All lines in the data that hold the word "bound" need copying.

- Opening Delimiter -

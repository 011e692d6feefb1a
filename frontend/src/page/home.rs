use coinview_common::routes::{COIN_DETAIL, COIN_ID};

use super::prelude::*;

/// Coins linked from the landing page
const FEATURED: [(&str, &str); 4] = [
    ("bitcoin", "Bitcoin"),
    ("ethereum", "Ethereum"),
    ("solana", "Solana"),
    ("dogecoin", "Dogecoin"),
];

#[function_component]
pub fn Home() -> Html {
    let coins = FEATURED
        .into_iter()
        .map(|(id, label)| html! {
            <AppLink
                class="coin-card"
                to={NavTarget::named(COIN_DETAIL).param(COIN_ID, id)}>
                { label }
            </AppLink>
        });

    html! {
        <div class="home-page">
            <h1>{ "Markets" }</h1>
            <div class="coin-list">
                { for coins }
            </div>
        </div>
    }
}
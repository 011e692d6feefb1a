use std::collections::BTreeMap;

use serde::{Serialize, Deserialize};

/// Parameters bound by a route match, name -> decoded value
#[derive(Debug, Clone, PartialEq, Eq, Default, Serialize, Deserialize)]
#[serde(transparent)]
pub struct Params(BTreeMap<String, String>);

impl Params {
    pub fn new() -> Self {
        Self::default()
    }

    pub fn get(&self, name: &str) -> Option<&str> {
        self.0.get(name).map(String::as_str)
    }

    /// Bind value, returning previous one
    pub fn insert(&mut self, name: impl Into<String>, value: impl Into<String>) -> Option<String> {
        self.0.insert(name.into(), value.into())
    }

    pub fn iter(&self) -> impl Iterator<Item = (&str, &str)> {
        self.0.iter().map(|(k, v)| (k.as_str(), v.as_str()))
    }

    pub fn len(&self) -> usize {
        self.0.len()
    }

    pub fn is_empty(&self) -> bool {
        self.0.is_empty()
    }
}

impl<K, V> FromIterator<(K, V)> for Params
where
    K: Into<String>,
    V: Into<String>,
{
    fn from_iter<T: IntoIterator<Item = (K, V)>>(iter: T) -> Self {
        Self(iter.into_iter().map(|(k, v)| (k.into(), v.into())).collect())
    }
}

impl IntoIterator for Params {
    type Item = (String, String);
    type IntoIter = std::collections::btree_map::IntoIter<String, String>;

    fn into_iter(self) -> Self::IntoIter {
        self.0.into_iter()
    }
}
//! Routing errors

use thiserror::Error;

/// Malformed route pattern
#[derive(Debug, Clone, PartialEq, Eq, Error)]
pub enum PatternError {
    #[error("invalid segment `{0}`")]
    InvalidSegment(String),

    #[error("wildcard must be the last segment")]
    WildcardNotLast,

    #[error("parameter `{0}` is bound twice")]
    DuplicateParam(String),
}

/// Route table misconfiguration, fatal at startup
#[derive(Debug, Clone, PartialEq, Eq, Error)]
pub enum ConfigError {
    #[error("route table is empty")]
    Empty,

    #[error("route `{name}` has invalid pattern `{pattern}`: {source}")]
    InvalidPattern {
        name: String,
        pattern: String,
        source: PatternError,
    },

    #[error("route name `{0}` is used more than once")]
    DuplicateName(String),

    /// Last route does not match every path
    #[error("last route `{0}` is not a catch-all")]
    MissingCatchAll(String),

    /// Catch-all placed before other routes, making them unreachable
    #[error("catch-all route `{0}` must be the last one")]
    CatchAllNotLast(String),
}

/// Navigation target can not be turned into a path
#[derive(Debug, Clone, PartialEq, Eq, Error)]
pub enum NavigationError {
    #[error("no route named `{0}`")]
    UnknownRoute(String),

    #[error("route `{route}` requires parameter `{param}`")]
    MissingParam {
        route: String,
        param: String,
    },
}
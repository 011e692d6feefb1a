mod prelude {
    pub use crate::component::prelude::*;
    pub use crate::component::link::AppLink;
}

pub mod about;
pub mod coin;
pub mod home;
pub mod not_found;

- Closing Delimiter -

FINAL ANSWER:
/// Parameters bound by a route match, name -> decoded value
    #[error("parameter `{0}` is bound twice")]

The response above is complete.